= Beginning of Section =

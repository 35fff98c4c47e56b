pub mod account_service;
pub mod admin_service;
pub mod challenge_service;
pub mod contest_service;
pub mod forms;
pub mod site_service;
pub mod user_service;

/// Status and decoded envelope of a handler's response.
#[cfg(test)]
pub async fn read_response(
    r: crate::types::links::ResponseResult,
) -> (axum::http::StatusCode, serde_json::Value) {
    use axum::response::IntoResponse;
    let resp = match r {
        Ok(resp) => resp,
        Err(e) => e.into_response(),
    };
    let status = resp.status();
    let bytes = hyper::body::to_bytes(resp.into_body()).await.unwrap();
    (status, serde_json::from_slice(&bytes).unwrap())
}
use super::error_response::ErrorResponse;
use serde_json::{Map, Value as Json};
use std::sync::Arc;
use tokio::sync::RwLock;

pub type JsonMap = Map<String, Json>;
pub type ResponseResult = Result<axum::response::Response, ErrorResponse>;
pub type Db = Arc<RwLock<crate::dao::database::Database>>;
fn ranked(
    id: i64,
    name: &str,
    username: &str,
    score: i64,
    wins: i32,
    streak: i32,
    change: Trend,
    status: Presence,
) -> User {
    User {
        id,
        name: name.into(),
        username: username.into(),
        email: format!("{}@bytearena.com", username),
        role: constants::USER.into(),
        avatar: crate::utils::generator::initials(name),
        score,
        wins,
        streak,
        change,
        status,
        solved: wins / 2,
        submissions: wins,
        ..Default::default()
    }
}

fn achievement(name: &str, description: &str, date: Option<&str>) -> Achievement {
    Achievement {
        name: name.into(),
        description: description.into(),
        earned: date.is_some(),
        date: date.map(|d| d.to_string()),
    }
}

fn played(id: i64, opponent: &str, challenge: &str, result: &str, score: &str, date: &str) -> Match {
    Match {
        id,
        opponent: opponent.into(),
        challenge: challenge.into(),
        result: result.into(),
        score: score.into(),
        date: date.into(),
    }
}

fn skill(name: &str, progress: i32) -> SkillProgress {
    SkillProgress {
        name: name.into(),
        progress,
    }
}

pub fn users() -> Vec<User> {
    let mut john = ranked(DEMO_USER_ID, "John Doe", "johnd", 12480, 86, 7, Trend::Up, Presence::Online);
    john.email = "john@bytearena.com".into();
    john.bio = "Passionate developer focused on algorithms and competitive programming. Always looking for the next challenge!".into();
    john.location = "San Francisco, CA".into();
    john.skills = strings(&[
        "JavaScript",
        "Python",
        "TypeScript",
        "React",
        "Node.js",
        "Algorithms",
        "Data Structures",
        "System Design",
    ]);
    john.total_hours = 142;
    john.skill_progress = vec![
        skill("Arrays", 85),
        skill("Strings", 72),
        skill("Dynamic Programming", 45),
        skill("Trees", 60),
        skill("Graphs", 35),
    ];
    john.achievements = vec![
        achievement("First Blood", "Won your first challenge", Some("Jan 2024")),
        achievement("Speed Demon", "Complete 10 challenges under time limit", Some("Feb 2024")),
        achievement("Streak Master", "Maintain a 7-day winning streak", Some("Feb 2024")),
        achievement("Algorithm Pro", "Solve 50 algorithm challenges", Some("Mar 2024")),
        achievement("Top 1000", "Reach top 1000 global ranking", Some("Mar 2024")),
        achievement("Perfectionist", "Get 100% on 10 challenges", None),
        achievement("Defender", "Win 5 defensive coding battles", None),
        achievement("Legend", "Reach top 100 global ranking", None),
    ];
    john.match_history = vec![
        played(1, "Alex Chen", "Binary Search", "Win", "+25", "2 hours ago"),
        played(2, "Sarah Kim", "Two Sum", "Win", "+20", "5 hours ago"),
        played(3, "Marcus Johnson", "Merge Sort", "Loss", "-15", "1 day ago"),
        played(4, "Elena Rodriguez", "Valid Parentheses", "Win", "+30", "2 days ago"),
        played(5, "David Park", "Coin Change", "Win", "+35", "3 days ago"),
    ];

    vec![
        john,
        ranked(2, "Alex Chen", "alexc", 52480, 342, 28, Trend::Up, Presence::Solving),
        ranked(3, "Sarah Kim", "sarahk", 48920, 318, 21, Trend::Up, Presence::Online),
        ranked(4, "Marcus Johnson", "marcusj", 47350, 305, 15, Trend::Down, Presence::Offline),
        ranked(5, "Elena Rodriguez", "elenar", 45200, 289, 12, Trend::Same, Presence::Online),
        ranked(6, "David Park", "davidp", 43890, 275, 8, Trend::Up, Presence::Solving),
        ranked(7, "Emma Wilson", "emmaw", 42100, 268, 6, Trend::Down, Presence::Offline),
        ranked(8, "James Lee", "jamesl", 40750, 255, 14, Trend::Up, Presence::Online),
        ranked(9, "Olivia Brown", "oliviab", 39200, 242, 3, Trend::Same, Presence::Offline),
        ranked(10, "Ryan Martinez", "ryanm", 38450, 231, 9, Trend::Up, Presence::Solving),
        ranked(11, "Sophie Taylor", "sophiet", 37100, 220, 5, Trend::Down, Presence::Offline),
    ]
}

fn submission(
    id: i64,
    problem_id: i64,
    problem: &str,
    difficulty: Difficulty,
    status: SubmissionStatus,
    runtime: &str,
    memory: &str,
    created_at: i64,
    language: &str,
) -> Submission {
    Submission {
        id,
        uid: DEMO_USER_ID,
        problem_id,
        problem: problem.into(),
        difficulty,
        status,
        runtime: runtime.into(),
        memory: memory.into(),
        created_at,
        language: language.into(),
    }
}

pub fn submissions(now_millis: i64) -> Vec<Submission> {
    use SubmissionStatus::*;
    vec![
        submission(1, 1, "Two Sum", Difficulty::Easy, Accepted, "52ms", "42.1 MB", now_millis - 2 * HOUR, "Python"),
        submission(
            2,
            2,
            "Longest Substring Without Repeating Characters",
            Difficulty::Medium,
            Accepted,
            "68ms",
            "44.2 MB",
            now_millis - 5 * HOUR,
            "Python",
        ),
        submission(3, 3, "Binary Tree Maximum Path Sum", Difficulty::Hard, Wrong, "-", "-", now_millis - DAY, "C++"),
        submission(4, 5, "Coin Change", Difficulty::Medium, Accepted, "89ms", "45.8 MB", now_millis - 2 * DAY, "Java"),
        submission(5, 4, "Valid Parentheses", Difficulty::Easy, Accepted, "28ms", "41.2 MB", now_millis - 3 * DAY, "Python"),
    ]
}

fn contest(
    id: i64,
    slug: &str,
    title: &str,
    description: &str,
    start: (&str, &str),
    duration: &str,
    participants: i64,
    problem_count: i32,
    difficulty: ContestLevel,
    status: ContestStatus,
    prize: Option<&str>,
    host: &str,
    rating: &str,
) -> Contest {
    Contest {
        id,
        slug: slug.into(),
        title: title.into(),
        description: description.into(),
        start_date: start.0.into(),
        start_time: start.1.into(),
        duration: duration.into(),
        participants,
        problem_count,
        difficulty,
        status,
        prize: prize.map(|p| p.to_string()),
        host: host.into(),
        rating: Some(rating.to_string()),
        ..Default::default()
    }
}

fn contest_problem(
    id: &str,
    code: &str,
    title: &str,
    difficulty: Difficulty,
    points: i32,
    solved: i32,
    status: Option<ProblemProgress>,
) -> ContestProblem {
    ContestProblem {
        id: id.into(),
        code: code.into(),
        title: title.into(),
        difficulty,
        points,
        solved,
        status,
    }
}

fn standing(rank: i32, username: &str, avatar: &str, score: i32, problems: i32, time: &str, penalty: i32) -> Standing {
    Standing {
        rank,
        username: username.into(),
        avatar: avatar.into(),
        score,
        problems,
        total_problems: 5,
        time: time.into(),
        penalty,
    }
}

pub fn contests() -> Vec<Contest> {
    use ContestLevel as L;
    use ContestStatus as S;

    let mut sprint = contest(
        1,
        "weekly-sprint-24",
        "Weekly Algorithm Sprint #24",
        "Test your algorithmic skills with 5 challenging problems covering arrays, strings, and dynamic programming.",
        ("Jan 27, 2026", "10:00 AM"),
        "2 hours",
        156,
        5,
        L::Medium,
        S::Upcoming,
        Some("Top 3 get certificates"),
        "Byte Arena",
        "1200-1800",
    );
    sprint.end_time = "12:00 PM".into();
    sprint.rules = strings(&[
        "You can submit multiple times, only the best submission counts",
        "Partial scoring is enabled for some problems",
        "No plagiarism - violations result in disqualification",
        "Discussion of problems during contest is prohibited",
        "Time penalty of 10 minutes for each wrong submission",
    ]);
    sprint.problems = vec![
        contest_problem("two-sum-variants", "A", "Two Sum Variants", Difficulty::Easy, 100, 89, Some(ProblemProgress::Solved)),
        contest_problem("longest-substring", "B", "Longest Valid Substring", Difficulty::Medium, 200, 56, Some(ProblemProgress::Attempted)),
        contest_problem("matrix-traversal", "C", "Matrix Spiral Traversal", Difficulty::Medium, 250, 34, None),
        contest_problem("dp-optimization", "D", "DP State Optimization", Difficulty::Hard, 400, 12, None),
        contest_problem("graph-coloring", "E", "Graph Coloring Problem", Difficulty::Hard, 500, 5, Some(ProblemProgress::Locked)),
    ];
    sprint.standings = vec![
        standing(1, "algorithm_master", "AM", 1450, 5, "1h 23m", 20),
        standing(2, "code_ninja", "CN", 1350, 5, "1h 45m", 40),
        standing(3, "dev_warrior", "DW", 1200, 4, "1h 52m", 30),
        standing(4, "byte_crusher", "BC", 1050, 4, "1h 58m", 50),
        standing(5, "logic_lover", "LL", 950, 4, "1h 59m", 60),
        standing(6, "syntax_sage", "SS", 850, 3, "1h 30m", 20),
        standing(7, "binary_boss", "BB", 750, 3, "1h 42m", 30),
        standing(8, "recursion_king", "RK", 650, 3, "1h 55m", 40),
        standing(9, "stack_master", "SM", 550, 2, "1h 20m", 10),
        standing(10, "heap_hero", "HH", 450, 2, "1h 35m", 20),
    ];

    vec![
        sprint,
        contest(
            2,
            "data-structures-marathon",
            "Data Structures Marathon",
            "Deep dive into trees, graphs, and advanced data structures. Perfect for intermediate programmers.",
            ("Jan 25, 2026", "2:00 PM"),
            "3 hours",
            89,
            6,
            L::Hard,
            S::Live,
            Some("Winner gets internship referral"),
            "CS Department",
            "1600+",
        ),
        contest(
            3,
            "beginner-friendly-10",
            "Beginner Friendly Contest #10",
            "Perfect for students just starting their competitive programming journey. Basic algorithms and logic.",
            ("Jan 30, 2026", "6:00 PM"),
            "1.5 hours",
            234,
            4,
            L::Easy,
            S::Upcoming,
            Some("Participation certificates"),
            "Byte Arena",
            "0-1200",
        ),
        contest(
            4,
            "inter-college-championship",
            "Inter-College Championship 2026",
            "Compete against the best programmers from different colleges. Prestigious annual event.",
            ("Feb 15, 2026", "9:00 AM"),
            "4 hours",
            512,
            8,
            L::Hard,
            S::Upcoming,
            Some("₹50,000 Cash Prize"),
            "Tech Council",
            "All Levels",
        ),
        contest(
            5,
            "weekly-sprint-23",
            "Weekly Algorithm Sprint #23",
            "Past contest - Arrays, sorting, and searching algorithms.",
            ("Jan 20, 2026", "10:00 AM"),
            "2 hours",
            178,
            5,
            L::Medium,
            S::Past,
            None,
            "Byte Arena",
            "1200-1800",
        ),
        contest(
            6,
            "dp-special",
            "Dynamic Programming Special",
            "Past contest focused entirely on DP problems from basic to advanced.",
            ("Jan 15, 2026", "3:00 PM"),
            "2.5 hours",
            145,
            5,
            L::Hard,
            S::Past,
            None,
            "Algorithm Club",
            "1400+",
        ),
        contest(
            7,
            "string-algorithms",
            "String Algorithms Challenge",
            "Past contest - Master string manipulation, pattern matching, and text processing.",
            ("Jan 10, 2026", "4:00 PM"),
            "2 hours",
            112,
            4,
            L::Medium,
            S::Past,
            None,
            "Byte Arena",
            "1200-1600",
        ),
    ]
}

pub fn headline_stats() -> Vec<HeadlineStat> {
    vec![
        HeadlineStat::new(500, "+", "Active Students"),
        HeadlineStat::new(5000, "+", "Submissions"),
        HeadlineStat::new(150, "+", "Problems"),
        HeadlineStat::new(10, "+", "Colleges"),
    ]
}

pub fn features() -> Vec<Feature> {
    vec![
        Feature::new("Real-Time Battles", "Compete head-to-head with developers in real-time coding battles. Race against the clock and your opponents."),
        Feature::new("Secure Authentication", "Enterprise-grade security with JWT-based authentication. Your code and data are always protected."),
        Feature::new("Rankings & Rewards", "Climb the global leaderboard, earn badges, and unlock exclusive rewards as you progress."),
        Feature::new("Performance Analytics", "Track your progress with detailed analytics. Identify strengths and areas for improvement."),
        Feature::new("Global Community", "Join a thriving community of 50,000+ developers. Share solutions and learn from the best."),
        Feature::new("Async Challenges", "Can't compete live? Take on challenges at your own pace with our async competition mode."),
    ]
}

pub fn testimonials() -> Vec<Testimonial> {
    vec![
        Testimonial::new(
            "Byte Arena completely transformed how I approach coding challenges. The real-time battles are addictive, and I've improved more in 3 months than I did in a year of solo practice.",
            "Sarah Chen",
            "Senior Developer at Google",
        ),
        Testimonial::new(
            "The analytics dashboard is incredibly detailed. I can see exactly where I need to improve, and the community is super supportive. Best investment in my coding career.",
            "Marcus Johnson",
            "Full Stack Engineer",
        ),
        Testimonial::new(
            "Finally, a platform that makes competitive coding fun and accessible. The async challenges are perfect for my busy schedule, and the leaderboard keeps me motivated.",
            "Elena Rodriguez",
            "Tech Lead at Stripe",
        ),
    ]
}
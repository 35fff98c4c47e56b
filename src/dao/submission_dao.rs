use crate::constants;
use crate::model::submission::{Submission, SubmissionStatus};
use crate::model::traits::Model;
use crate::types::error::Error;
use crate::types::links::Db;
use anyhow::Result;

/// The user's submissions, newest first.
pub async fn of_user(db: &Db, uid: i64) -> Vec<Submission> {
    let mut v: Vec<Submission> = db
        .read()
        .await
        .submissions
        .rows
        .iter()
        .filter(|s| s.uid == uid)
        .cloned()
        .collect();
    v.sort_by(|a, b| b.created_at.cmp(&a.created_at).then(b.id.cmp(&a.id)));
    v
}

fn solves(s: &Submission, uid: i64, problem_id: i64) -> bool {
    s.uid == uid && s.problem_id == problem_id && s.status == SubmissionStatus::Accepted
}

// canned timing of an accepted run
fn runtime(language: &str) -> &'static str {
    match language {
        "c" => "4ms",
        "cpp" => "8ms",
        "java" => "61ms",
        _ => "52ms",
    }
}

/// Stores an accepted submission of `language` (a language id) and bumps the
/// challenge's submission counter. A `ranked` solver also gets their own
/// counters bumped, with score and solved count moving on the first solve only.
/// Nothing is written unless the challenge and the ranked user both exist.
pub async fn record_accepted(db: &Db, uid: i64, ranked: bool, challenge_id: i64, language: &str) -> Result<Submission> {
    let mut guard = db.write().await;
    let db = &mut *guard;
    let c = db
        .challenges
        .get_mut(challenge_id)
        .ok_or_else(|| Error::none_error(format!("challenge {} not found", challenge_id).as_str()))?;
    let user = match ranked {
        true => Some(
            db.users
                .get_mut(uid)
                .ok_or_else(|| Error::none_error(format!("user {} not found", uid).as_str()))?,
        ),
        false => None,
    };
    let first_solve = !db.submissions.rows.iter().any(|s| solves(s, uid, challenge_id));

    c.submissions += 1;
    if let Some(u) = user {
        u.submissions += 1;
        if first_solve {
            u.solved += 1;
            u.score += c.points as i64;
        }
    }
    let name = constants::find_language(language).map_or(language, |l| l.name);
    let mut s = Submission {
        uid,
        problem_id: c.id,
        problem: c.title.clone(),
        difficulty: c.difficulty,
        status: SubmissionStatus::Accepted,
        runtime: runtime(language).to_string(),
        memory: "42.1 MB".to_string(),
        created_at: chrono::Local::now().timestamp_millis(),
        language: name.to_string(),
        ..Default::default()
    };
    s.set_id(db.submissions.issue_id());
    db.submissions.rows.push(s.clone());
    Ok(s)
}

#[cfg(test)]
mod tests {
    use super::*;
    use crate::dao::crud;
    use crate::dao::database::test_db;
    use crate::dao::seed::{self, DEMO_USER_ID};
    use crate::model::challenge::Challenge;
    use crate::model::user::User;
    use crate::types::error::{kind_of, ErrorType};

    #[tokio::test]
    async fn newest_first() {
        let db = test_db();
        let v = of_user(&db, DEMO_USER_ID).await;
        assert_eq!(v.len(), seed::submissions(0).len());
        assert!(v.windows(2).all(|w| w[0].created_at >= w[1].created_at));
        assert_eq!(v[0].problem, "Two Sum");
        assert!(of_user(&db, 2).await.is_empty());
    }

    #[tokio::test]
    async fn recorded_submission_leads_the_list() {
        let db = test_db();
        let before = crud::get_object::<Challenge>(&db, 6).await.unwrap().submissions;
        let s = record_accepted(&db, DEMO_USER_ID, true, 6, "cpp").await.unwrap();
        assert_eq!(s.language, "C++");
        assert_eq!(s.status, SubmissionStatus::Accepted);
        assert_eq!(s.problem, crud::get_object::<Challenge>(&db, 6).await.unwrap().title);
        assert_eq!(of_user(&db, DEMO_USER_ID).await[0].id, s.id);
        assert_eq!(crud::get_object::<Challenge>(&db, 6).await.unwrap().submissions, before + 1);
    }

    #[tokio::test]
    async fn solves_count_once_per_user() {
        let db = test_db();
        let before = crud::get_object::<User>(&db, 2).await.unwrap();
        let points = crud::get_object::<Challenge>(&db, 1).await.unwrap().points as i64;
        record_accepted(&db, 2, true, 1, "python").await.unwrap();
        record_accepted(&db, 2, true, 1, "python").await.unwrap();
        let after = crud::get_object::<User>(&db, 2).await.unwrap();
        assert_eq!(after.submissions, before.submissions + 2);
        assert_eq!(after.solved, before.solved + 1);
        assert_eq!(after.score, before.score + points);
    }

    #[tokio::test]
    async fn unranked_solvers_leave_users_alone() {
        let db = test_db();
        let counters = |users: Vec<User>| -> Vec<_> {
            users.iter().map(|u| (u.id, u.solved, u.submissions, u.score)).collect()
        };
        let before = counters(crud::list::<User>(&db).await);
        record_accepted(&db, 0, false, 1, "python").await.unwrap();
        assert_eq!(counters(crud::list::<User>(&db).await), before);
        assert_eq!(of_user(&db, 0).await.len(), 1);
    }

    #[tokio::test]
    async fn failed_lookups_write_nothing() {
        let db = test_db();
        let rows = db.read().await.submissions.rows.len();
        let counter = crud::get_object::<Challenge>(&db, 1).await.unwrap().submissions;

        let e = record_accepted(&db, 999, true, 1, "python").await.unwrap_err();
        assert_eq!(kind_of(&e), ErrorType::NoneError);
        let e = record_accepted(&db, DEMO_USER_ID, true, 999, "python").await.unwrap_err();
        assert_eq!(kind_of(&e), ErrorType::NoneError);

        assert_eq!(db.read().await.submissions.rows.len(), rows);
        assert_eq!(crud::get_object::<Challenge>(&db, 1).await.unwrap().submissions, counter);
    }
}
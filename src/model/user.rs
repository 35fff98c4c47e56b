use super::traits::Model;
use crate::constants;
use crate::dao::database::{Database, Table};
use byte_arena::{FromJsonMap, GetFieldNames, IntoJsonMap};
use serde::{Deserialize, Serialize};

#[derive(Serialize, Deserialize, Debug, Clone, Copy, PartialEq, Eq)]
#[serde(rename_all = "lowercase")]
pub enum Presence {
    Online,
    Offline,
    Solving,
}

impl Default for Presence {
    fn default() -> Self {
        Presence::Offline
    }
}

impl Presence {
    pub fn parse(s: &str) -> Option<Self> {
        match s {
            "online" => Some(Presence::Online),
            "offline" => Some(Presence::Offline),
            "solving" => Some(Presence::Solving),
            _ => None,
        }
    }
}

#[derive(Serialize, Deserialize, Debug, Clone, Copy, PartialEq, Eq)]
#[serde(rename_all = "lowercase")]
pub enum Trend {
    Up,
    Down,
    Same,
}

impl Default for Trend {
    fn default() -> Self {
        Trend::Same
    }
}

#[derive(Serialize, Deserialize, Debug, Clone, Default)]
pub struct Achievement {
    pub name: String,
    pub description: String,
    pub earned: bool,
    pub date: Option<String>,
}

#[derive(Serialize, Deserialize, Debug, Clone, Default)]
pub struct Match {
    pub id: i64,
    pub opponent: String,
    pub challenge: String,
    pub result: String, // Win / Loss
    pub score: String,  // "+25"
    pub date: String,
}

#[derive(Serialize, Deserialize, Debug, Clone, Default)]
pub struct SkillProgress {
    pub name: String,
    pub progress: i32, // percent
}

#[derive(
Serialize,
Deserialize,
Default,
Debug,
Clone,
GetFieldNames,
FromJsonMap,
IntoJsonMap,
)]
pub struct User {
    pub id: i64,
    pub created_at: i64,
    pub name: String,
    pub username: String,
    pub email: String,
    pub role: String, // user, admin
    pub avatar: String, // initials
    pub bio: String,
    pub location: String,
    pub skills: Vec<String>,
    pub solved: i32,
    pub submissions: i32,
    pub score: i64,
    pub wins: i32,
    pub streak: i32,
    pub change: Trend,
    pub status: Presence,
    pub total_hours: i32,
    pub skill_progress: Vec<SkillProgress>,
    pub achievements: Vec<Achievement>,
    pub match_history: Vec<Match>,
}

impl Model for User {
    fn table_name() -> &'static str {
        constants::USER_TABLE_NAME
    }
    fn id(&self) -> i64 {
        self.id
    }
    fn set_id(&mut self, id: i64) {
        self.id = id;
    }
    fn table(db: &Database) -> &Table<Self> {
        &db.users
    }
    fn table_mut(db: &mut Database) -> &mut Table<Self> {
        &mut db.users
    }
}

#[derive(Serialize, Debug, Clone, PartialEq)]
pub struct LeaderboardEntry {
    pub rank: usize,
    pub id: i64,
    pub name: String,
    pub username: String,
    pub avatar: String,
    pub score: i64,
    pub wins: i32,
    pub streak: i32,
    pub change: Trend,
    pub status: Presence,
}

/// Admin panel row of the student list.
#[derive(Serialize, Debug, Clone)]
pub struct Student {
    pub id: i64,
    pub name: String,
    pub avatar: String,
    pub solved: i32,
    pub submissions: i32,
    pub rank: usize,
    pub status: Presence,
}
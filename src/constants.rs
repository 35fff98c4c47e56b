use crate::config::env;
use lazy_static::lazy_static;
use std::time::Duration;

lazy_static! {
    pub static ref RUN_DELAY: Duration = env::millis("RUN_DELAY_MS", 1500);
    pub static ref SUBMIT_DELAY: Duration = env::millis("SUBMIT_DELAY_MS", 2000);
    pub static ref GENERATE_DELAY: Duration = env::millis("GENERATE_DELAY_MS", 2000);
    pub static ref ADMIN_LOGIN_DELAY: Duration = env::millis("ADMIN_LOGIN_DELAY_MS", 1000);
    pub static ref FORGOT_PASSWORD_DELAY: Duration = env::millis("FORGOT_PASSWORD_DELAY_MS", 1000);
    pub static ref ADMIN_EMAIL: String = env::get_key_or("ADMIN_EMAIL", "admin@bytearena.com");
    pub static ref ADMIN_PASSWORD: String = env::get_key_or("ADMIN_PASSWORD", "admin123");
}

// Headers
pub const AUTHORIZATION: &str = "Authorization";
pub const HEAD_TOKEN_NAME: &str = "token";

//table_name
pub const USER_TABLE_NAME: &str = "user";
pub const CHALLENGE_TABLE_NAME: &str = "challenge";
pub const SUBMISSION_TABLE_NAME: &str = "submission";
pub const CONTEST_TABLE_NAME: &str = "contest";

//role
pub const ADMIN: &str = "admin";
pub const USER: &str = "user";

// filter value meaning "no predicate"
pub const ALL: &str = "All";

pub const DIFFICULTIES: [&str; 3] = ["Easy", "Medium", "Hard"];

pub const CATEGORIES: [&str; 6] = [
    "Arrays",
    "Strings",
    "Dynamic Programming",
    "Graphs",
    "Trees",
    "Math",
];

// admin form offers a wider set than the public filter
pub const ADMIN_CATEGORIES: [&str; 10] = [
    "Arrays",
    "Strings",
    "Dynamic Programming",
    "Graphs",
    "Trees",
    "Math",
    "Two Pointers",
    "Binary Search",
    "Linked List",
    "Backtracking",
];

pub const TIME_PERIODS: [&str; 4] = ["All Time", "This Month", "This Week", "Today"];

pub const AI_PROVIDERS: [&str; 2] = ["chatgpt", "gemini"];

pub const CONTEST_TABS: [&str; 4] = ["all", "upcoming", "live", "past"];

pub const DEFAULT_LANGUAGE: &str = "python";

pub struct Language {
    pub id: &'static str,
    pub name: &'static str,
    pub template: &'static str,
}

pub const LANGUAGES: [Language; 4] = [
    Language {
        id: "c",
        name: "C",
        template: "#include <stdio.h>\n\nint main() {\n    // Your code here\n    return 0;\n}",
    },
    Language {
        id: "cpp",
        name: "C++",
        template: "#include <iostream>\nusing namespace std;\n\nint main() {\n    // Your code here\n    return 0;\n}",
    },
    Language {
        id: "java",
        name: "Java",
        template: "public class Solution {\n    public static void main(String[] args) {\n        // Your code here\n    }\n}",
    },
    Language {
        id: "python",
        name: "Python",
        template: "# Your code here\ndef solution():\n    pass\n\nif __name__ == \"__main__\":\n    solution()",
    },
];

pub fn find_language(id: &str) -> Option<&'static Language> {
    LANGUAGES.iter().find(|l| l.id == id)
}

// heatmap window: today plus the 105 days before it
pub const HEATMAP_DAYS: i64 = 106;

pub const RECENT_SUBMISSIONS: usize = 5;
pub const SUGGESTED_PROBLEMS: usize = 3;
pub const FEATURED_CONTESTS: usize = 3;
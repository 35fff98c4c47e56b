pub mod error;
pub mod error_response;
pub mod links;
pub mod response;
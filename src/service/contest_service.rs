use crate::dao::contest_dao as cd;
use crate::model::contest::{ContestCard, ContestProblem};
use crate::types::{links::{Db, ResponseResult}, response::Response};
use crate::utils::jwt::UserToken;
use serde::{Deserialize, Serialize};
use serde_json::json;
use axum::{
    extract::{Extension, Path, Query},
    response::IntoResponse
};

#[derive(Serialize)]
pub struct ContestDetail<'a> {
    #[serde(flatten)]
    pub card: ContestCard,
    pub end_time: &'a str,
    pub rules: &'a [String],
    pub problem_list: &'a [ContestProblem],
    pub registered: bool,
}

#[derive(Deserialize, Debug, Default)]
pub struct TabQuery {
    pub tab: Option<String>,
}

pub async fn list(Extension(db): Extension<Db>, Query(q): Query<TabQuery>) -> ResponseResult {
    let tab = q.tab.unwrap_or_else(|| "all".into());
    let status = cd::parse_tab(tab.as_str())?;
    let counts = cd::status_counts(&db).await?;
    let contests = cd::list(&db, status).await;
    Ok(Response::from(json!({
        "tab": tab,
        "contests": contests,
        "counts": counts,
    }))
        .into_response())
}

pub async fn detail(
    Extension(db): Extension<Db>,
    session: Option<Extension<UserToken>>,
    Path(key): Path<String>,
) -> ResponseResult {
    let c = cd::find_by_key(&db, key.as_str()).await?;
    let registered = session.map_or(false, |Extension(t)| c.registered.contains(&t.id));
    Ok(Response::from(ContestDetail {
        card: ContestCard::from(&c),
        end_time: c.end_time.as_str(),
        rules: &c.rules,
        problem_list: &c.problems,
        registered,
    })
        .into_response())
}

pub async fn standings(Extension(db): Extension<Db>, Path(key): Path<String>) -> ResponseResult {
    Ok(Response::from(cd::find_by_key(&db, key.as_str()).await?.standings).into_response())
}

pub async fn register(
    Extension(db): Extension<Db>,
    Extension(token_data): Extension<UserToken>,
    Path(key): Path<String>,
) -> ResponseResult {
    let r = cd::register(&db, key.as_str(), token_data.id).await?;
    tracing::info!("user {} registered for contest {}", token_data.id, r.contest_id);
    Ok(Response::new("Registered", r).into_response())
}
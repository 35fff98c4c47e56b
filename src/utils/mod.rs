pub mod generator;
pub mod judger;
pub mod jwt;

= End of Section =

▶ Work task
The answer must consist of every line from the data that holds the string "Solving".

▶ Task answer
        ranked(2, "Alex Chen", "alexc", 52480, 342, 28, Trend::Up, Presence::Solving),
        ranked(6, "David Park", "davidp", 43890, 275, 8, Trend::Up, Presence::Solving),
        ranked(10, "Ryan Martinez", "ryanm", 38450, 231, 9, Trend::Up, Presence::Solving),
    Solving,
            "solving" => Some(Presence::Solving),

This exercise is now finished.